• What the task asks: With the records below as your source, retype each line exactly from the top down to the line that contains "pub trait GraphView", and include that line.

#####

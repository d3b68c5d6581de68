//! Layered best-first search, shared by the in-memory and on-disk graphs.

use super::distance::NodeScorer;
use super::layer::NodeId;
use super::ordered_float::OrderedFloat;
use rustc_hash::FxHashSet;
use std::borrow::Cow;
use std::cmp::Reverse;
use std::collections::BinaryHeap;

/// Read-only topology of an HNSW graph.
pub trait GraphView {
    /// Top-level entry node, `None` when the graph is empty.
    fn entry_point(&self) -> Option<NodeId>;

    /// Level of the entry node.
    fn max_level(&self) -> usize;

    /// Neighbors of `node` on `level`.
    fn neighbors(&self, node: NodeId, level: usize) -> Cow<'_, [NodeId]>;

    /// Returns true if `node` may appear in results (not a tombstone).
    fn is_live(&self, node: NodeId) -> bool;
}

/// Finds the `k` live nodes scoring highest against the query.
///
/// Results are sorted by descending score. Tombstones are traversed for
/// connectivity but never returned.
pub fn search<G, S>(graph: &G, scorer: &S, k: usize, ef: usize) -> Vec<(NodeId, f32)>
where
    G: GraphView + ?Sized,
    S: NodeScorer + ?Sized,
{
    if k == 0 {
        return Vec::new();
    }
    let Some(entry) = graph.entry_point() else {
        return Vec::new();
    };

    let mut current = entry;
    for level in (1..=graph.max_level()).rev() {
        current = greedy_closest(graph, scorer, current, level);
    }

    let mut hits = search_layer(graph, scorer, &[current], ef.max(k), 0, |n| {
        graph.is_live(n)
    });
    hits.truncate(k);
    hits
}

#[inline]
fn score_or_floor<S: NodeScorer + ?Sized>(scorer: &S, node: NodeId) -> f32 {
    scorer.score(node).unwrap_or(f32::NEG_INFINITY)
}

/// Greedy hill climb on one layer.
pub(crate) fn greedy_closest<G, S>(graph: &G, scorer: &S, entry: NodeId, level: usize) -> NodeId
where
    G: GraphView + ?Sized,
    S: NodeScorer + ?Sized,
{
    let mut best = entry;
    let mut best_score = score_or_floor(scorer, entry);

    loop {
        let mut improved = false;
        for &neighbor in graph.neighbors(best, level).iter() {
            if let Some(score) = scorer.score(neighbor) {
                if score > best_score {
                    best = neighbor;
                    best_score = score;
                    improved = true;
                }
            }
        }
        if !improved {
            return best;
        }
    }
}

/// Beam search over one layer keeping the `ef` best accepted nodes.
///
/// Nodes rejected by `accept` still expand the frontier. Unscorable nodes
/// are expanded only while the result set is not full.
pub(crate) fn search_layer<G, S, A>(
    graph: &G,
    scorer: &S,
    entries: &[NodeId],
    ef: usize,
    level: usize,
    accept: A,
) -> Vec<(NodeId, f32)>
where
    G: GraphView + ?Sized,
    S: NodeScorer + ?Sized,
    A: Fn(NodeId) -> bool,
{
    let mut visited: FxHashSet<NodeId> = FxHashSet::default();
    // Max-heap: best candidate first.
    let mut candidates: BinaryHeap<(OrderedFloat, NodeId)> = BinaryHeap::new();
    // Min-heap: worst kept result on top.
    let mut results: BinaryHeap<Reverse<(OrderedFloat, NodeId)>> = BinaryHeap::new();

    for &ep in entries {
        if !visited.insert(ep) {
            continue;
        }
        match scorer.score(ep) {
            Some(score) => {
                candidates.push((OrderedFloat(score), ep));
                if accept(ep) {
                    results.push(Reverse((OrderedFloat(score), ep)));
                }
            }
            None => candidates.push((OrderedFloat(f32::NEG_INFINITY), ep)),
        }
    }

    while let Some((OrderedFloat(c_score), c_node)) = candidates.pop() {
        let worst = results.peek().map_or(f32::NEG_INFINITY, |r| r.0 .0 .0);
        if results.len() >= ef && c_score < worst {
            break;
        }

        for &neighbor in graph.neighbors(c_node, level).iter() {
            if !visited.insert(neighbor) {
                continue;
            }
            let Some(score) = scorer.score(neighbor) else {
                if results.len() < ef {
                    candidates.push((OrderedFloat(f32::NEG_INFINITY), neighbor));
                }
                continue;
            };

            let worst = results.peek().map_or(f32::NEG_INFINITY, |r| r.0 .0 .0);
            if results.len() < ef || score > worst {
                candidates.push((OrderedFloat(score), neighbor));
                if accept(neighbor) {
                    results.push(Reverse((OrderedFloat(score), neighbor)));
                    if results.len() > ef {
                        results.pop();
                    }
                }
            }
        }
    }

    let mut hits: Vec<(NodeId, f32)> = results
        .into_iter()
        .map(|Reverse((score, node))| (node, score.0))
        .collect();
    hits.sort_by(|a, b| b.1.total_cmp(&a.1).then(a.0.cmp(&b.0)));
    hits
}
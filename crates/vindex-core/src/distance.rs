//! Similarity functions used by the graph, the quantizer and reranking.
//!
//! Every metric is exposed as a *similarity score* where higher means closer,
//! so graph traversal, PQ lookup tables and exact reranking all order results
//! the same way:
//!
//! | Metric | Raw measure | Score |
//! |--------|-------------|-------|
//! | Euclidean | squared L2 distance `d` | `1 / (1 + d)` |
//! | DotProduct | dot product `p` | `(1 + p) / 2` |
//! | Cosine | cosine `c` in `[-1, 1]` | `(1 + c) / 2` |

use serde::{Deserialize, Serialize};

/// Similarity function of a vector index.
#[derive(Debug, Clone, Copy, PartialEq, Eq, Default, Serialize, Deserialize)]
#[serde(rename_all = "snake_case")]
pub enum DistanceMetric {
    /// Direction-only similarity (default).
    #[default]
    Cosine,
    /// Straight-line distance, converted to a similarity score.
    Euclidean,
    /// Unbounded, magnitude-sensitive inner product.
    DotProduct,
}

impl DistanceMetric {
    /// Computes the similarity score between two vectors of equal length.
    #[inline]
    #[must_use]
    pub fn similarity(self, a: &[f32], b: &[f32]) -> f32 {
        debug_assert_eq!(a.len(), b.len(), "Dimension mismatch in similarity");
        match self {
            Self::Euclidean => 1.0 / (1.0 + squared_euclidean(a, b)),
            Self::DotProduct => (1.0 + dot_product(a, b)) / 2.0,
            Self::Cosine => (1.0 + cosine(a, b)) / 2.0,
        }
    }

    /// Converts a raw per-metric measure into the similarity score.
    ///
    /// Used by PQ lookup tables, which accumulate the raw measure subspace by
    /// subspace and convert once per candidate.
    #[inline]
    #[must_use]
    pub fn score_from_raw(self, raw: f32) -> f32 {
        match self {
            Self::Euclidean => 1.0 / (1.0 + raw),
            Self::DotProduct | Self::Cosine => (1.0 + raw) / 2.0,
        }
    }

    /// Stable on-disk discriminant.
    #[must_use]
    pub fn as_u8(self) -> u8 {
        match self {
            Self::Cosine => 0,
            Self::Euclidean => 1,
            Self::DotProduct => 2,
        }
    }

    /// Inverse of [`DistanceMetric::as_u8`].
    #[must_use]
    pub fn from_u8(value: u8) -> Option<Self> {
        match value {
            0 => Some(Self::Cosine),
            1 => Some(Self::Euclidean),
            2 => Some(Self::DotProduct),
            _ => None,
        }
    }
}

// =============================================================================
// Scalar kernels
// =============================================================================

/// Dot product of two vectors.
#[inline]
#[must_use]
pub fn dot_product(a: &[f32], b: &[f32]) -> f32 {
    a.iter().zip(b.iter()).map(|(x, y)| x * y).sum()
}

/// Squared Euclidean distance.
#[inline]
#[must_use]
pub fn squared_euclidean(a: &[f32], b: &[f32]) -> f32 {
    a.iter()
        .zip(b.iter())
        .map(|(x, y)| (x - y).powi(2))
        .sum()
}

/// Cosine of the angle between two vectors.
///
/// Returns `0.0` when either vector has zero magnitude.
#[inline]
#[must_use]
pub fn cosine(a: &[f32], b: &[f32]) -> f32 {
    let mut dot = 0.0_f32;
    let mut norm_a = 0.0_f32;
    let mut norm_b = 0.0_f32;

    for (x, y) in a.iter().zip(b.iter()) {
        dot += x * y;
        norm_a += x * x;
        norm_b += y * y;
    }

    let denom = (norm_a * norm_b).sqrt();
    if denom == 0.0 || !denom.is_finite() {
        0.0
    } else {
        (dot / denom).clamp(-1.0, 1.0)
    }
}

/// Euclidean norm of a vector.
#[inline]
#[must_use]
pub fn norm(v: &[f32]) -> f32 {
    v.iter().map(|x| x * x).sum::<f32>().sqrt()
}

#[cfg(test)]
mod tests {
    use super::*;
    use proptest::prelude::*;

    #[test]
    fn test_self_similarity_is_maximal() {
        let v = vec![0.3, -1.2, 4.0, 0.5];
        assert!((DistanceMetric::Cosine.similarity(&v, &v) - 1.0).abs() < 1e-6);
        assert!((DistanceMetric::Euclidean.similarity(&v, &v) - 1.0).abs() < 1e-6);
    }

    #[test]
    fn test_cosine_opposite_vectors_score_zero() {
        let a = vec![1.0, 0.0];
        let b = vec![-1.0, 0.0];
        assert!(DistanceMetric::Cosine.similarity(&a, &b).abs() < 1e-6);
    }

    #[test]
    fn test_cosine_zero_vector_is_finite() {
        let a = vec![0.0, 0.0, 0.0];
        let b = vec![1.0, 2.0, 3.0];
        let score = DistanceMetric::Cosine.similarity(&a, &b);
        assert!(score.is_finite());
        assert!((score - 0.5).abs() < 1e-6);
    }

    #[test]
    fn test_dot_product_is_magnitude_sensitive() {
        let q = vec![1.0, 1.0];
        let small = vec![1.0, 1.0];
        let large = vec![2.0, 2.0];
        assert!(
            DistanceMetric::DotProduct.similarity(&q, &large)
                > DistanceMetric::DotProduct.similarity(&q, &small)
        );
    }

    #[test]
    fn test_score_from_raw_matches_similarity() {
        let a = vec![1.0, 2.0, 3.0];
        let b = vec![2.0, 0.5, -1.0];
        let raw = squared_euclidean(&a, &b);
        assert!(
            (DistanceMetric::Euclidean.score_from_raw(raw)
                - DistanceMetric::Euclidean.similarity(&a, &b))
            .abs()
                < 1e-6
        );
    }

    #[test]
    fn test_metric_discriminant_roundtrip() {
        for metric in [
            DistanceMetric::Cosine,
            DistanceMetric::Euclidean,
            DistanceMetric::DotProduct,
        ] {
            assert_eq!(DistanceMetric::from_u8(metric.as_u8()), Some(metric));
        }
        assert_eq!(DistanceMetric::from_u8(9), None);
    }

    proptest! {
        #[test]
        fn prop_similarity_is_symmetric(
            pair in (1usize..32).prop_flat_map(|dim| (
                prop::collection::vec(-100.0f32..100.0, dim),
                prop::collection::vec(-100.0f32..100.0, dim),
            ))
        ) {
            let (a, b) = pair;
            for metric in [DistanceMetric::Cosine, DistanceMetric::Euclidean, DistanceMetric::DotProduct] {
                let ab = metric.similarity(&a, &b);
                let ba = metric.similarity(&b, &a);
                prop_assert!((ab - ba).abs() <= 1e-3 * ab.abs().max(1.0));
            }
        }

        #[test]
        fn prop_bounded_metrics_stay_in_unit_range(
            pair in (1usize..32).prop_flat_map(|dim| (
                prop::collection::vec(-100.0f32..100.0, dim),
                prop::collection::vec(-100.0f32..100.0, dim),
            ))
        ) {
            let (a, b) = pair;
            let cos = DistanceMetric::Cosine.similarity(&a, &b);
            let l2 = DistanceMetric::Euclidean.similarity(&a, &b);
            prop_assert!((0.0..=1.0).contains(&cos));
            prop_assert!(l2 > 0.0 && l2 <= 1.0);
        }
    }
}
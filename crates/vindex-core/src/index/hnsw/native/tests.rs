//! Tests for the native HNSW graph.

#![allow(clippy::cast_precision_loss, clippy::cast_possible_truncation)]

use super::{search, ExactScorer, GraphView, HnswGraph, NodeId};
use crate::distance::DistanceMetric;
use crate::index::hnsw::HnswParams;
use crate::store::{VectorRef, VectorStore};
use crate::vector_values::{StoredVectorValues, VectorValues};
use std::sync::Arc;

fn wave(i: u32, dim: usize) -> Vec<f32> {
    (0..dim)
        .map(|j| ((i as usize * dim + j) as f32 * 0.001).sin())
        .collect()
}

/// Builds a graph over `ordinals`, returning it with its vector view.
fn build(
    ordinals: impl IntoIterator<Item = NodeId>,
    dim: usize,
    metric: DistanceMetric,
) -> (HnswGraph, StoredVectorValues) {
    let store = Arc::new(VectorStore::new());
    let values = StoredVectorValues::new(Arc::clone(&store), dim);
    let mut graph = HnswGraph::new(HnswParams::default(), metric);
    for ordinal in ordinals {
        let v = wave(ordinal, dim);
        store.upsert(u64::from(ordinal), VectorRef::from(v.clone()));
        graph.insert(ordinal, &v, &values);
    }
    (graph, values)
}

fn knn(
    graph: &HnswGraph,
    values: &dyn VectorValues,
    query: &[f32],
    k: usize,
) -> Vec<(NodeId, f32)> {
    let scorer = ExactScorer::new(query, graph.metric(), values);
    search(graph, &scorer, k, 128)
}

#[test]
fn test_empty_graph_returns_nothing() {
    let (graph, values) = build([], 8, DistanceMetric::Cosine);
    assert!(knn(&graph, &values, &[0.0; 8], 5).is_empty());
    assert_eq!(graph.entry_point(), None);
}

#[test]
fn test_self_match_uses_entity_ordinals() {
    // Sparse, non-contiguous ordinals
    let ordinals: Vec<NodeId> = (0..150).map(|i| i * 7 + 3).collect();
    let (graph, values) = build(ordinals.iter().copied(), 32, DistanceMetric::Euclidean);

    assert_eq!(graph.node_count(), 150);
    for &ordinal in ordinals.iter().step_by(10) {
        let results = knn(&graph, &values, &wave(ordinal, 32), 1);
        assert_eq!(results[0].0, ordinal);
        assert!((results[0].1 - 1.0).abs() < 1e-5);
    }
}

#[test]
fn test_results_sorted_by_descending_score() {
    let (graph, values) = build(0..100, 16, DistanceMetric::Cosine);
    let results = knn(&graph, &values, &wave(42, 16), 10);
    assert_eq!(results.len(), 10);
    assert!(results.windows(2).all(|w| w[0].1 >= w[1].1));
}

#[test]
fn test_recall_against_brute_force() {
    let dim = 64;
    let (graph, values) = build(0..300, dim, DistanceMetric::Cosine);
    let k = 10;
    let mut total_recall = 0.0;
    let n_queries = 5;

    for q in 0..n_queries {
        let query = wave(q * 60 + 1, dim);
        let found: Vec<NodeId> = knn(&graph, &values, &query, k)
            .iter()
            .map(|(id, _)| *id)
            .collect();

        let mut truth: Vec<(NodeId, f32)> = (0..300)
            .map(|i| (i, DistanceMetric::Cosine.similarity(&query, &wave(i, dim))))
            .collect();
        truth.sort_by(|a, b| b.1.total_cmp(&a.1));
        let truth: Vec<NodeId> = truth.iter().take(k).map(|(i, _)| *i).collect();

        let hits = found.iter().filter(|id| truth.contains(id)).count();
        total_recall += hits as f64 / k as f64;
    }

    let avg_recall = total_recall / f64::from(n_queries);
    assert!(
        avg_recall >= 0.8,
        "Recall should be at least 80%, got {:.1}%",
        avg_recall * 100.0
    );
}

#[test]
fn test_tombstones_route_but_never_return() {
    let (mut graph, values) = build(0..80, 16, DistanceMetric::Euclidean);
    let victim = 17;
    assert!(graph.mark_deleted(victim));
    assert!(!graph.mark_deleted(victim));

    assert_eq!(graph.tombstone_count(), 1);
    assert!(graph.contains(victim));

    let results = knn(&graph, &values, &wave(victim, 16), 10);
    assert_eq!(results.len(), 10);
    assert!(results.iter().all(|(id, _)| *id != victim));
}

#[test]
fn test_cleanup_removes_tombstones_and_trims_degree() {
    let (mut graph, values) = build(0..200, 16, DistanceMetric::Euclidean);
    for victim in (0..200).step_by(4) {
        graph.mark_deleted(victim);
    }

    let stats = graph.cleanup(&values);
    assert_eq!(stats.removed, 50);
    assert_eq!(graph.node_count(), 150);
    assert_eq!(graph.tombstone_count(), 0);

    let params = *graph.params();
    assert!(graph.max_out_degree(0) <= params.degree_for_layer(0));
    assert!(graph.max_out_degree(1) <= params.degree_for_layer(1));

    for ordinal in graph.ordinals() {
        for &neighbor in graph.neighbors_at(ordinal, 0) {
            assert!(graph.contains(neighbor), "dangling edge {ordinal} -> {neighbor}");
        }
    }

    // Survivors are still reachable.
    let results = knn(&graph, &values, &wave(101, 16), 1);
    assert_eq!(results[0].0, 101);
}

#[test]
fn test_overflow_tolerated_until_cleanup() {
    let (graph, _) = build(0..300, 8, DistanceMetric::Euclidean);
    let params = *graph.params();
    assert!(graph.max_out_degree(0) <= params.overflow_degree(0));
}

#[test]
fn test_reinsert_keeps_ordinal_and_moves_node() {
    let dim = 16;
    let (mut graph, values) = build(0..60, dim, DistanceMetric::Euclidean);

    // Move node 5 to where node 50 lives.
    let moved: Vec<f32> = wave(50, dim).iter().map(|x| x + 1e-4).collect();
    let store_values = values.copy();
    graph.insert(5, &moved, &store_values);

    assert_eq!(graph.node_count(), 60);
    assert!(graph.is_live(5));
}

#[test]
fn test_cleanup_of_everything_leaves_empty_graph() {
    let (mut graph, values) = build(0..10, 4, DistanceMetric::Cosine);
    for n in 0..10 {
        graph.mark_deleted(n);
    }
    graph.cleanup(&values);
    assert!(graph.is_empty());
    assert_eq!(graph.entry_point(), None);
    assert!(knn(&graph, &values, &[1.0; 4], 3).is_empty());
}

#[test]
fn test_from_parts_restores_topology() {
    let (graph, values) = build(0..50, 8, DistanceMetric::Cosine);
    let nodes = graph.ordinals().into_iter().map(|n| {
        let level = graph.level_of(n).unwrap_or(0);
        let lists = (0..=level)
            .map(|l| graph.neighbors_at(n, l).to_vec())
            .collect();
        (n, graph.is_live(n), lists)
    });
    let restored = HnswGraph::from_parts(
        *graph.params(),
        graph.metric(),
        graph.entry_point(),
        nodes,
    );

    assert_eq!(restored.node_count(), graph.node_count());
    assert_eq!(restored.entry_point(), graph.entry_point());
    let q = wave(9, 8);
    assert_eq!(knn(&restored, &values, &q, 5), knn(&graph, &values, &q, 5));
}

#####

• Exercise result:
repository d3b68c5d6581de68
//! Layered best-first search, shared by the in-memory and on-disk graphs.

use super::distance::NodeScorer;
use super::layer::NodeId;
use super::ordered_float::OrderedFloat;
use rustc_hash::FxHashSet;
use std::borrow::Cow;
use std::cmp::Reverse;
use std::collections::BinaryHeap;

/// Read-only topology of an HNSW graph.
pub trait GraphView {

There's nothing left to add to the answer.